───── SOURCE INFORMATION
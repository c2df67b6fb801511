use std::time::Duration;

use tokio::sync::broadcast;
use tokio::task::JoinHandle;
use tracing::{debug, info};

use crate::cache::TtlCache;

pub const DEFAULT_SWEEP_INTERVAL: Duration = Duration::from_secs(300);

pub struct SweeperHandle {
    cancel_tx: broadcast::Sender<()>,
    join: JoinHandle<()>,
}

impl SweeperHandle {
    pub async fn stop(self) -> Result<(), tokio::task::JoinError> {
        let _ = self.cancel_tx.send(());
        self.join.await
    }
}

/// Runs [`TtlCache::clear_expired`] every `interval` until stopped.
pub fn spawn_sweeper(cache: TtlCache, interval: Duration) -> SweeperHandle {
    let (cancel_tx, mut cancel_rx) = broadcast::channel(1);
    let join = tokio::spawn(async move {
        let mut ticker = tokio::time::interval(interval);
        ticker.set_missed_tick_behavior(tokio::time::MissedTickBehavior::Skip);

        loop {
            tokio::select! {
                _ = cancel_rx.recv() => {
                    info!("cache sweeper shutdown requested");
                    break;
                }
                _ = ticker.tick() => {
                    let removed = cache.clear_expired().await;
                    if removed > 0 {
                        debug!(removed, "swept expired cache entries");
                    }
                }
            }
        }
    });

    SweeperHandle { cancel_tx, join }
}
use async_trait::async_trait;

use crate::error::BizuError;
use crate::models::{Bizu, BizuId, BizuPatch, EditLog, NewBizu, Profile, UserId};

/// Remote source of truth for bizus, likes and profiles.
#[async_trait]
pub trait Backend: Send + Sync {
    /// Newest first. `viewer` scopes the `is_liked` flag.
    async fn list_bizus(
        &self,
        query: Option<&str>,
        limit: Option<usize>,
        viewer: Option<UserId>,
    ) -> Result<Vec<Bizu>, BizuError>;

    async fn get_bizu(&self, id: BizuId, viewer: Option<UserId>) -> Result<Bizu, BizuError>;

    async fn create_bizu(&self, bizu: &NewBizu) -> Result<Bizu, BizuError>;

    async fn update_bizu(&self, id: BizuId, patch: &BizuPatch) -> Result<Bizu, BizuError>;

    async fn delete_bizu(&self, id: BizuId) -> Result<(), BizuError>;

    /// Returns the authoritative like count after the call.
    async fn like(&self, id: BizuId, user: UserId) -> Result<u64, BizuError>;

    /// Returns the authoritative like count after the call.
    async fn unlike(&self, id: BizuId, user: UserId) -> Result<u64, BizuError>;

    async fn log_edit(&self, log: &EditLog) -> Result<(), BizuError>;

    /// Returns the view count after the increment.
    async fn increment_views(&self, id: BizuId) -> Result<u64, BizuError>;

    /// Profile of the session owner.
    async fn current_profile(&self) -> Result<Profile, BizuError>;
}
──────────
───── SOURCE INFORMATION
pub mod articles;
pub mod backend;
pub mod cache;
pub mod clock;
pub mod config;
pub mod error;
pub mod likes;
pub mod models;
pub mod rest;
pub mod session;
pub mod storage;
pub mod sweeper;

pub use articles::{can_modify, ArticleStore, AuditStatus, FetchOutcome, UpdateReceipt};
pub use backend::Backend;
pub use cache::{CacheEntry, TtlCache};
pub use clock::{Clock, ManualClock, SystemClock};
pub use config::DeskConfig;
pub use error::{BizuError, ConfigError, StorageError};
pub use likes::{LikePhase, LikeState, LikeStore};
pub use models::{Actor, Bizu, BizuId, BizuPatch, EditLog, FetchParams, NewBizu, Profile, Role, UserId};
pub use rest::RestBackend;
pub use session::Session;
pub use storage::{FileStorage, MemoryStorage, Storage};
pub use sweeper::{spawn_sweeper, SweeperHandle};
──────────
Find every line in the records above that contains the word "crate", and copy each one.

use crate::cache::TtlCache;
use crate::error::BizuError;
use crate::models::{Bizu, BizuId, BizuPatch, EditLog, NewBizu, Profile, UserId};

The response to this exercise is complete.